Records for this exercise —
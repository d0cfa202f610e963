//! HTTP-level middleware (cross-cutting concerns).
//!
//! This module is for transport/infrastructure concerns that should apply to
//! most (or all) routes, regardless of API version.
//!
//! Responsibility:
//! - Request-Id generation + propagation (X-Request-Id)
//! - Access logging / request tracing (TraceLayer)
//! - Body size limits
//! - Global timeouts

use std::time::Duration;

use axum::Router;
use axum::error_handling::HandleErrorLayer;
use axum::http::{StatusCode, header::HeaderName};
use tower::timeout::TimeoutLayer;
use tower::{BoxError, ServiceBuilder};
use tower_http::limit::RequestBodyLimitLayer;
use tower_http::request_id::{MakeRequestUuid, PropagateRequestIdLayer, SetRequestIdLayer};
use tower_http::trace::TraceLayer;

/// Apply HTTP-level middleware to the given Router.
///
/// Defaults:
/// - Request-Id header: `x-request-id`
/// - Body limit: 1 MiB
/// - Timeout: 30 seconds
pub fn apply(router: Router) -> Router {
    let request_id_header = HeaderName::from_static("x-request-id");

    let layers = ServiceBuilder::new()
        // Make the service error `Infallible` by converting errors into responses.
        .layer(HandleErrorLayer::new(|err: BoxError| async move {
            if err.is::<tower::timeout::error::Elapsed>() {
                StatusCode::REQUEST_TIMEOUT
            } else {
                StatusCode::INTERNAL_SERVER_ERROR
            }
        }))
        // Generate a request id if missing, then propagate it to the response.
        .layer(SetRequestIdLayer::new(
            request_id_header.clone(),
            MakeRequestUuid,
        ))
        .layer(PropagateRequestIdLayer::new(request_id_header))
        // Limit request body size (protects against accidental/hostile large payloads).
        .layer(RequestBodyLimitLayer::new(1024 * 1024))
        // Bound request time (protects against hanging upstreams / slow clients).
        .layer(TimeoutLayer::new(Duration::from_secs(30)))
        // Access log / tracing for all requests.
        .layer(TraceLayer::new_for_http());

    router.layer(layers)
}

What you will do — Search the entries for the word "TraceLayer" and copy every line that has it.

Output for this task —
//! - Access logging / request tracing (TraceLayer)
use tower_http::trace::TraceLayer;
        .layer(TraceLayer::new_for_http());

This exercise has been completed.